◆ **Problem requirements**: From the entries below, copy every line that has the word "head".

(Records from a data collection)
_____
//! Vectors: navigation paths from a root model to a requested value
//!
//! A vector on the wire is a JSON array. The first element names the root
//! model, every following element is one step:
//!
//! ```text
//! ["User", ["find", 12], "todos", "active", "*", "title"]
//! ```
//!
//! - a string is a zero-argument access (`"title"`) or a wildcard token
//!   (`"*"`, `"*3"`, `"*all"`, `"*count"`)
//! - an array is a call with literal arguments (`["find", 12]`)

use std::fmt;
use std::hash::{Hash, Hasher};

use serde_json::Value as Json;

use crate::error::{Result, SyncError};

/// Wildcard operators over a collection
#[derive(Clone, Copy, Debug, PartialEq, Eq, Hash)]
pub enum Wildcard {
    /// `*` - every element
    All,
    /// `*N` - element N; only appears in absolute paths
    Each(usize),
    /// `*all` - ordered element ids
    AllIds,
    /// `*count` - element count
    Count,
}

impl Wildcard {
    fn parse(token: &str) -> Option<Wildcard> {
        match token {
            "*" => Some(Wildcard::All),
            "*all" => Some(Wildcard::AllIds),
            "*count" => Some(Wildcard::Count),
            _ => {
                let digits = token.strip_prefix('*')?;
                if digits.is_empty() || !digits.bytes().all(|b| b.is_ascii_digit()) {
                    return None;
                }
                digits.parse().ok().map(Wildcard::Each)
            }
        }
    }

    pub fn token(&self) -> String {
        match self {
            Wildcard::All => "*".to_string(),
            Wildcard::Each(i) => format!("*{}", i),
            Wildcard::AllIds => "*all".to_string(),
            Wildcard::Count => "*count".to_string(),
        }
    }
}

/// One navigation step
#[derive(Clone, Debug, PartialEq, Eq)]
pub enum Step {
    /// Zero-argument access: attribute, association, scope or method
    Name(String),
    /// Method call with literal arguments
    Call(String, Vec<Json>),
    Wildcard(Wildcard),
}

impl Hash for Step {
    fn hash<H: Hasher>(&self, state: &mut H) {
        match self {
            Step::Name(name) => {
                0u8.hash(state);
                name.hash(state);
            }
            Step::Call(name, args) => {
                1u8.hash(state);
                name.hash(state);
                args.len().hash(state);
                for arg in args {
                    hash_json(arg, state);
                }
            }
            Step::Wildcard(w) => {
                2u8.hash(state);
                w.hash(state);
            }
        }
    }
}

/// Hash a JSON value consistently with its `PartialEq`, which ignores the
/// key order of objects
fn hash_json<H: Hasher>(value: &Json, state: &mut H) {
    match value {
        Json::Null => 0u8.hash(state),
        Json::Bool(b) => {
            1u8.hash(state);
            b.hash(state);
        }
        Json::Number(n) => {
            2u8.hash(state);
            n.to_string().hash(state);
        }
        Json::String(s) => {
            3u8.hash(state);
            s.hash(state);
        }
        Json::Array(items) => {
            4u8.hash(state);
            items.len().hash(state);
            for item in items {
                hash_json(item, state);
            }
        }
        Json::Object(map) => {
            5u8.hash(state);
            map.len().hash(state);
            let mut entries: Vec<_> = map.iter().collect();
            entries.sort_by(|a, b| a.0.cmp(b.0));
            for (key, item) in entries {
                key.hash(state);
                hash_json(item, state);
            }
        }
    }
}

impl Step {
    pub fn name(name: impl Into<String>) -> Self {
        Step::Name(name.into())
    }

    pub fn call(name: impl Into<String>, args: Vec<Json>) -> Self {
        Step::Call(name.into(), args)
    }

    /// Parse one wire step.
    ///
    /// `["find_by_id", x]` is normalized to `["find", x]`.
    pub fn parse(value: &Json) -> Result<Step> {
        match value {
            Json::String(s) => Ok(Self::from_token(s)),
            Json::Array(items) => {
                let (head, args) = items
                    .split_first()
                    .ok_or_else(|| SyncError::InvalidVector("empty call step".to_string()))?;
                let method = head.as_str().ok_or_else(|| {
                    SyncError::InvalidVector(format!("call name must be a string, got {}", head))
                })?;
                let method = if method == "find_by_id" { "find" } else { method };
                Ok(Step::Call(method.to_string(), args.to_vec()))
            }
            other => Err(SyncError::InvalidVector(format!("unsupported step {}", other))),
        }
    }

    fn from_token(token: &str) -> Step {
        match Wildcard::parse(token) {
            Some(w) => Step::Wildcard(w),
            None => Step::Name(token.to_string()),
        }
    }

    /// Parse a tree key back into a step. Call tuples arrive JSON-encoded.
    pub fn from_wire_key(key: &str) -> Step {
        if key.starts_with('[') {
            if let Ok(value @ Json::Array(_)) = serde_json::from_str::<Json>(key) {
                if let Ok(step) = Step::parse(&value) {
                    return step;
                }
            }
        }
        Self::from_token(key)
    }

    /// Map key used for this step in a merged tree
    pub fn wire_key(&self) -> String {
        match self {
            Step::Name(name) => name.clone(),
            Step::Call(..) => self.to_json().to_string(),
            Step::Wildcard(w) => w.token(),
        }
    }

    pub fn to_json(&self) -> Json {
        match self {
            Step::Name(name) => Json::String(name.clone()),
            Step::Call(name, args) => {
                let mut items = Vec::with_capacity(args.len() + 1);
                items.push(Json::String(name.clone()));
                items.extend(args.iter().cloned());
                Json::Array(items)
            }
            Step::Wildcard(w) => Json::String(w.token()),
        }
    }

    /// Logical form of the step: a concrete `*N` collapses to `*`
    pub fn logical(&self) -> Step {
        match self {
            Step::Wildcard(Wildcard::Each(_)) => Step::Wildcard(Wildcard::All),
            other => other.clone(),
        }
    }

    /// Method name for name and call steps
    pub fn method(&self) -> Option<&str> {
        match self {
            Step::Name(name) | Step::Call(name, _) => Some(name),
            Step::Wildcard(_) => None,
        }
    }

    pub fn args(&self) -> &[Json] {
        match self {
            Step::Call(_, args) => args,
            _ => &[],
        }
    }
}

impl fmt::Display for Step {
    fn fmt(&self, f: &mut fmt::Formatter<'_>) -> fmt::Result {
        write!(f, "{}", self.wire_key())
    }
}

/// Ordered sequence of steps below a root
#[derive(Clone, Debug, Default, PartialEq, Eq, Hash)]
pub struct VectorPath(Vec<Step>);

impl VectorPath {
    pub fn new() -> Self {
        VectorPath(Vec::new())
    }

    pub fn from_steps(steps: Vec<Step>) -> Self {
        VectorPath(steps)
    }

    /// New path extended by one step; the receiver is left untouched.
    pub fn child(&self, step: Step) -> VectorPath {
        let mut steps = Vec::with_capacity(self.0.len() + 1);
        steps.extend(self.0.iter().cloned());
        steps.push(step);
        VectorPath(steps)
    }

    pub fn steps(&self) -> &[Step] {
        &self.0
    }

    pub fn last(&self) -> Option<&Step> {
        self.0.last()
    }

    pub fn len(&self) -> usize {
        self.0.len()
    }

    pub fn is_empty(&self) -> bool {
        self.0.is_empty()
    }
}

impl fmt::Display for VectorPath {
    fn fmt(&self, f: &mut fmt::Formatter<'_>) -> fmt::Result {
        for (i, step) in self.0.iter().enumerate() {
            if i > 0 {
                write!(f, ".")?;
            }
            write!(f, "{}", step)?;
        }
        Ok(())
    }
}

/// A requested vector: root model plus steps
#[derive(Clone, Debug, PartialEq, Eq, Hash)]
pub struct Vector {
    pub root: String,
    pub path: VectorPath,
}

impl Vector {
    pub fn new(root: impl Into<String>, steps: Vec<Step>) -> Self {
        Vector {
            root: root.into(),
            path: VectorPath::from_steps(steps),
        }
    }

    /// Parse `["Model", step, step, ...]`
    pub fn parse(value: &Json) -> Result<Vector> {
        let items = value
            .as_array()
            .ok_or_else(|| SyncError::InvalidVector(format!("vector must be an array, got {}", value)))?;
        let (root, steps) = items
            .split_first()
            .ok_or_else(|| SyncError::InvalidVector("empty vector".to_string()))?;
        let root = root.as_str().ok_or_else(|| {
            SyncError::InvalidVector(format!("vector root must be a model name, got {}", root))
        })?;
        let steps = steps.iter().map(Step::parse).collect::<Result<Vec<_>>>()?;
        Ok(Vector::new(root, steps))
    }

    /// Parse an array of vectors
    pub fn parse_all(value: &Json) -> Result<Vec<Vector>> {
        value
            .as_array()
            .ok_or_else(|| SyncError::InvalidVector("expected an array of vectors".to_string()))?
            .iter()
            .map(Vector::parse)
            .collect()
    }

    pub fn to_json(&self) -> Json {
        let mut items = vec![Json::String(self.root.clone())];
        items.extend(self.path.steps().iter().map(Step::to_json));
        Json::Array(items)
    }
}

impl fmt::Display for Vector {
    fn fmt(&self, f: &mut fmt::Formatter<'_>) -> fmt::Result {
        if self.path.is_empty() {
            write!(f, "{}", self.root)
        } else {
            write!(f, "{}.{}", self.root, self.path)
        }
    }
}

#[cfg(test)]
mod vector_tests {
    use super::*;
    use serde_json::json;

    #[test]
    fn test_parse_vector() {
        let v = Vector::parse(&json!(["User", ["find", 12], "todos", "*", "title"])).unwrap();
        assert_eq!(v.root, "User");
        assert_eq!(
            v.path.steps(),
            &[
                Step::call("find", vec![json!(12)]),
                Step::name("todos"),
                Step::Wildcard(Wildcard::All),
                Step::name("title"),
            ]
        );
    }

    #[test]
    fn test_wildcard_tokens() {
        assert_eq!(Step::parse(&json!("*all")).unwrap(), Step::Wildcard(Wildcard::AllIds));
        assert_eq!(Step::parse(&json!("*count")).unwrap(), Step::Wildcard(Wildcard::Count));
        assert_eq!(Step::parse(&json!("*7")).unwrap(), Step::Wildcard(Wildcard::Each(7)));
        // not a wildcard: no digits after the star
        assert_eq!(Step::parse(&json!("*x")).unwrap(), Step::name("*x"));
    }

    #[test]
    fn test_find_by_id_normalized() {
        let step = Step::parse(&json!(["find_by_id", 5])).unwrap();
        assert_eq!(step, Step::call("find", vec![json!(5)]));
    }

    #[test]
    fn test_each_is_logically_all() {
        let each = Step::Wildcard(Wildcard::Each(3));
        assert_eq!(each.logical(), Step::Wildcard(Wildcard::All));
        assert_eq!(each.wire_key(), "*3");
    }

    #[test]
    fn test_call_wire_key_roundtrip() {
        let step = Step::call("find_by_email", vec![json!("a@b.c")]);
        let key = step.wire_key();
        assert_eq!(key, r#"["find_by_email","a@b.c"]"#);
        assert_eq!(Step::from_wire_key(&key), step);
    }

    #[test]
    fn test_invalid_vectors() {
        assert!(matches!(Vector::parse(&json!([])), Err(SyncError::InvalidVector(_))));
        assert!(matches!(Vector::parse(&json!("User")), Err(SyncError::InvalidVector(_))));
        assert!(matches!(Vector::parse(&json!(["User", []])), Err(SyncError::InvalidVector(_))));
        assert!(matches!(Vector::parse(&json!(["User", 3])), Err(SyncError::InvalidVector(_))));
    }

    #[test]
    fn test_path_child_is_immutable() {
        let base = VectorPath::from_steps(vec![Step::name("todos")]);
        let child = base.child(Step::Wildcard(Wildcard::All));
        assert_eq!(base.len(), 1);
        assert_eq!(child.len(), 2);
        assert_eq!(child.to_string(), "todos.*");
    }

    #[test]
    fn test_equal_paths_hash_equal() {
        use std::collections::HashSet;
        let mut set = HashSet::new();
        set.insert(VectorPath::from_steps(vec![Step::call("find", vec![json!(1)])]));
        assert!(set.contains(&VectorPath::from_steps(vec![Step::call("find", vec![json!(1)])])));
        assert!(!set.contains(&VectorPath::from_steps(vec![Step::call("find", vec![json!(2)])])));
    }

    #[test]
    fn test_condition_key_order_does_not_split_paths() {
        use std::collections::HashSet;
        let forward = Step::parse(&json!(["find_by", {"title": "a", "done": false}])).unwrap();
        let reverse = Step::parse(&json!(["find_by", {"done": false, "title": "a"}])).unwrap();
        assert_eq!(forward, reverse);

        let mut set = HashSet::new();
        set.insert(VectorPath::from_steps(vec![forward]));
        assert!(set.contains(&VectorPath::from_steps(vec![reverse])));
        assert!(!set.contains(&VectorPath::from_steps(vec![
            Step::parse(&json!(["find_by", {"done": true, "title": "a"}])).unwrap()
        ])));
    }
}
_____
◆ **Answer space**:
                let (head, args) = items
                let method = head.as_str().ok_or_else(|| {
                    SyncError::InvalidVector(format!("call name must be a string, got {}", head))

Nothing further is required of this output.